From:	Thomas Heller <info(at)zilence(dot)net>
To:	Tom Lane <tgl(at)sss(dot)pgh(dot)pa(dot)us>
Cc:	pgsql-interfaces(at)postgresql(dot)org
Subject:	Re: Protocol Question
Date:	2014-08-13 00:09:40
Message-ID:	CAGTxmOv3V3wa_yQO+RfXdXXkOw5qQ5gvHoiMhaL_8RG0kyyr8A@mail.gmail.com
Views:	Raw Message \| Whole Thread \| Download mbox \| Resend email
Lists:	pgsql-interfaces

I tried sending P/D/S...B/E/S...E/S... but the second Execute fails because
the portal no longer exists.

So I need a BEGIN/COMMIT for a SELECT in order to read in multiple steps?

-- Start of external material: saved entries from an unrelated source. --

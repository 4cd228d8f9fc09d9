//! Render configuration.
//!
//! [`RenderOptions`] is a builder that carries canvas size, frame stride,
//! overlay settings, worker count, memory limits, progress callbacks and
//! cancellation tokens into [`render`](crate::render()) without
//! polluting its signature.
//!
//! # Example
//!
//! ```no_run
//! use animcard::{CancellationToken, RenderOptions, ResizeFilter};
//!
//! let overlay = std::fs::read("watermark.png").unwrap();
//! let token = CancellationToken::new();
//! let options = RenderOptions::new()
//!     .with_canvas(480, 270)
//!     .with_frame_skip(2)
//!     .with_overlay(overlay, 0.6)
//!     .with_workers(4)
//!     .with_resize_filter(ResizeFilter::Triangle)
//!     .with_cancellation(token.clone());
//! ```

use std::fmt::{Debug, Display, Formatter, Result as FmtResult};
use std::num::NonZeroUsize;
use std::str::FromStr;
use std::sync::Arc;

use image::imageops::FilterType;

use crate::error::RenderError;
use crate::guard::{DEFAULT_MAX_PIXELS, ResourceGuard};
use crate::progress::{CancellationToken, NoOpProgress, ProgressCallback};

/// Delay used for frames whose source does not specify one.
pub const DEFAULT_FRAME_DELAY_MS: u32 = 40;

/// Resampling filter used when fitting frames and overlays to the canvas.
///
/// Resolved once from its name, so an unknown filter is rejected up front
/// rather than when the first frame is resized.
#[derive(Debug, Clone, Copy, PartialEq, Eq, Default)]
pub enum ResizeFilter {
    /// Nearest-neighbour sampling.
    Nearest,
    /// Linear (triangle) filter.
    Triangle,
    /// Cubic Catmull-Rom filter.
    CatmullRom,
    /// Gaussian filter.
    Gaussian,
    /// Lanczos with window 3. This is the default.
    #[default]
    Lanczos3,
}

impl ResizeFilter {
    /// Every filter, in order of increasing cost.
    pub const ALL: [ResizeFilter; 5] = [
        ResizeFilter::Nearest,
        ResizeFilter::Triangle,
        ResizeFilter::CatmullRom,
        ResizeFilter::Gaussian,
        ResizeFilter::Lanczos3,
    ];

    /// Canonical name accepted by [`FromStr`].
    pub fn as_str(self) -> &'static str {
        match self {
            ResizeFilter::Nearest => "nearest",
            ResizeFilter::Triangle => "triangle",
            ResizeFilter::CatmullRom => "catmull-rom",
            ResizeFilter::Gaussian => "gaussian",
            ResizeFilter::Lanczos3 => "lanczos3",
        }
    }

    pub(crate) fn to_filter_type(self) -> FilterType {
        match self {
            ResizeFilter::Nearest => FilterType::Nearest,
            ResizeFilter::Triangle => FilterType::Triangle,
            ResizeFilter::CatmullRom => FilterType::CatmullRom,
            ResizeFilter::Gaussian => FilterType::Gaussian,
            ResizeFilter::Lanczos3 => FilterType::Lanczos3,
        }
    }
}

impl Display for ResizeFilter {
    fn fmt(&self, f: &mut Formatter<'_>) -> FmtResult {
        f.write_str(self.as_str())
    }
}

impl FromStr for ResizeFilter {
    type Err = RenderError;

    fn from_str(value: &str) -> Result<Self, Self::Err> {
        match value.to_ascii_lowercase().as_str() {
            "nearest" => Ok(ResizeFilter::Nearest),
            "triangle" | "linear" => Ok(ResizeFilter::Triangle),
            "catmull-rom" | "catmullrom" | "cubic" => Ok(ResizeFilter::CatmullRom),
            "gaussian" => Ok(ResizeFilter::Gaussian),
            "lanczos3" | "lanczos" => Ok(ResizeFilter::Lanczos3),
            _ => Err(RenderError::UnknownFilter(value.to_string())),
        }
    }
}

/// Configuration for a render job.
///
/// All fields have sensible defaults; see [`RenderOptions::new`].
#[derive(Clone)]
pub struct RenderOptions {
    pub(crate) canvas_width: u32,
    pub(crate) canvas_height: u32,
    pub(crate) frame_skip: u64,
    pub(crate) overlay: Option<Arc<[u8]>>,
    pub(crate) overlay_alpha: f32,
    pub(crate) workers: usize,
    pub(crate) max_pixels: u64,
    pub(crate) fallback_delay_ms: u32,
    pub(crate) resize_filter: ResizeFilter,
    /// Progress callback. Defaults to a no-op.
    pub(crate) progress: Arc<dyn ProgressCallback>,
    /// Cancellation token. `None` means never cancelled.
    pub(crate) cancellation: Option<CancellationToken>,
    /// How often to fire the progress callback (every N frames).
    pub(crate) batch_size: u64,
}

impl Debug for RenderOptions {
    fn fmt(&self, f: &mut Formatter<'_>) -> FmtResult {
        f.debug_struct("RenderOptions")
            .field("canvas_width", &self.canvas_width)
            .field("canvas_height", &self.canvas_height)
            .field("frame_skip", &self.frame_skip)
            .field("has_overlay", &self.overlay.is_some())
            .field("overlay_alpha", &self.overlay_alpha)
            .field("workers", &self.workers)
            .field("max_pixels", &self.max_pixels)
            .field("fallback_delay_ms", &self.fallback_delay_ms)
            .field("resize_filter", &self.resize_filter)
            .field("has_cancellation", &self.cancellation.is_some())
            .field("batch_size", &self.batch_size)
            .finish()
    }
}

impl Default for RenderOptions {
    fn default() -> Self {
        Self::new()
    }
}

impl RenderOptions {
    /// Create options with default settings.
    ///
    /// Defaults: 512×512 canvas, every frame, no overlay, one worker per
    /// available CPU, 100-megapixel ceiling, 40 ms fallback delay, Lanczos3
    /// resampling, no progress callback, no cancellation, batch size 1.
    pub fn new() -> Self {
        Self {
            canvas_width: 512,
            canvas_height: 512,
            frame_skip: 1,
            overlay: None,
            overlay_alpha: 1.0,
            workers: std::thread::available_parallelism()
                .map(NonZeroUsize::get)
                .unwrap_or(1),
            max_pixels: DEFAULT_MAX_PIXELS,
            fallback_delay_ms: DEFAULT_FRAME_DELAY_MS,
            resize_filter: ResizeFilter::default(),
            progress: Arc::new(NoOpProgress),
            cancellation: None,
            batch_size: 1,
        }
    }

    /// Set the canvas every frame is fitted to.
    #[must_use]
    pub fn with_canvas(mut self, width: u32, height: u32) -> Self {
        self.canvas_width = width;
        self.canvas_height = height;
        self
    }

    /// Sample every `frame_skip`-th source frame. `1` keeps every frame.
    #[must_use]
    pub fn with_frame_skip(mut self, frame_skip: u64) -> Self {
        self.frame_skip = frame_skip;
        self
    }

    /// Composite `overlay` onto every frame at `alpha` opacity.
    ///
    /// `alpha` is clamped into `[0, 1]`.
    #[must_use]
    pub fn with_overlay(mut self, overlay: impl Into<Arc<[u8]>>, alpha: f32) -> Self {
        self.overlay = Some(overlay.into());
        self.overlay_alpha = alpha.clamp(0.0, 1.0);
        self
    }

    /// Number of parallel worker slots per stage.
    #[must_use]
    pub fn with_workers(mut self, workers: usize) -> Self {
        self.workers = workers;
        self
    }

    /// Ceiling on decodable pixels per image.
    #[must_use]
    pub fn with_max_pixels(mut self, max_pixels: u64) -> Self {
        self.max_pixels = max_pixels;
        self
    }

    /// Delay applied to frames whose source delay is zero or missing.
    #[must_use]
    pub fn with_fallback_delay(mut self, delay_ms: u32) -> Self {
        self.fallback_delay_ms = delay_ms;
        self
    }

    /// Resampling filter for frames and overlay.
    #[must_use]
    pub fn with_resize_filter(mut self, filter: ResizeFilter) -> Self {
        self.resize_filter = filter;
        self
    }

    /// Attach a progress callback.
    ///
    /// The callback is invoked every [`batch_size`](RenderOptions::with_batch_size)
    /// frames in each stage.
    #[must_use]
    pub fn with_progress(mut self, callback: Arc<dyn ProgressCallback>) -> Self {
        self.progress = callback;
        self
    }

    /// Attach a cancellation token.
    ///
    /// When the token is cancelled, workers stop at the next frame and the
    /// job returns [`RenderError::Cancelled`].
    #[must_use]
    pub fn with_cancellation(mut self, token: CancellationToken) -> Self {
        self.cancellation = Some(token);
        self
    }

    /// Set how often the progress callback fires.
    ///
    /// Clamped to a minimum of 1.
    #[must_use]
    pub fn with_batch_size(mut self, size: u64) -> Self {
        self.batch_size = size.max(1);
        self
    }

    /// Canvas size as `(width, height)`.
    pub fn canvas(&self) -> (u32, u32) {
        (self.canvas_width, self.canvas_height)
    }

    /// Frame stride.
    pub fn frame_skip(&self) -> u64 {
        self.frame_skip
    }

    /// Overlay opacity.
    pub fn overlay_alpha(&self) -> f32 {
        self.overlay_alpha
    }

    /// Worker slots per stage.
    pub fn workers(&self) -> usize {
        self.workers
    }

    /// Check every setting against its valid range.
    ///
    /// # Errors
    ///
    /// Returns [`RenderError::InvalidOptions`] naming the first offending
    /// setting.
    pub fn validate(&self) -> Result<(), RenderError> {
        if self.canvas_width == 0 || self.canvas_height == 0 {
            return Err(RenderError::InvalidOptions(format!(
                "canvas must be non-empty, got {}x{}",
                self.canvas_width, self.canvas_height
            )));
        }
        if self.frame_skip == 0 {
            return Err(RenderError::InvalidOptions(
                "frame skip must be at least 1".to_string(),
            ));
        }
        if !self.overlay_alpha.is_finite() {
            return Err(RenderError::InvalidOptions(
                "overlay alpha must be a finite number".to_string(),
            ));
        }
        if self.workers == 0 {
            return Err(RenderError::InvalidOptions(
                "worker count must be at least 1".to_string(),
            ));
        }
        if self.max_pixels == 0 {
            return Err(RenderError::InvalidOptions(
                "pixel ceiling must be at least 1".to_string(),
            ));
        }
        if self.fallback_delay_ms == 0 {
            return Err(RenderError::InvalidOptions(
                "fallback delay must be at least 1 ms".to_string(),
            ));
        }
        Ok(())
    }

    pub(crate) fn guard(&self) -> ResourceGuard {
        ResourceGuard::new(self.max_pixels)
    }

    /// Returns `true` if cancellation has been requested.
    pub(crate) fn is_cancelled(&self) -> bool {
        self.cancellation
            .as_ref()
            .is_some_and(|token| token.is_cancelled())
    }
}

I can process the data on-the-fly, my motivation for using Execute with a
limit was to introduce some kind of control on how fast things travel over
the wire. I'm not sure how the backend handles large results sets and
clients that can't keep up. Say I have a SELECT that returns 100k rows,
after 60k rows the clients into some sort of resource limit. Since the
backend just dumps everything on the wire I now have to continue reading
and discarding the remaining rows? I doubt I can Close the statement early
since the buffers on the backend should be full with more rows to send to
the frontend. I don't expect into these kinds of situations very often,
just want the client to "do the right thing". If I run into some sort of
hard limit I can just terminate the connection since I probably have other
things to worry about than reusing a connection.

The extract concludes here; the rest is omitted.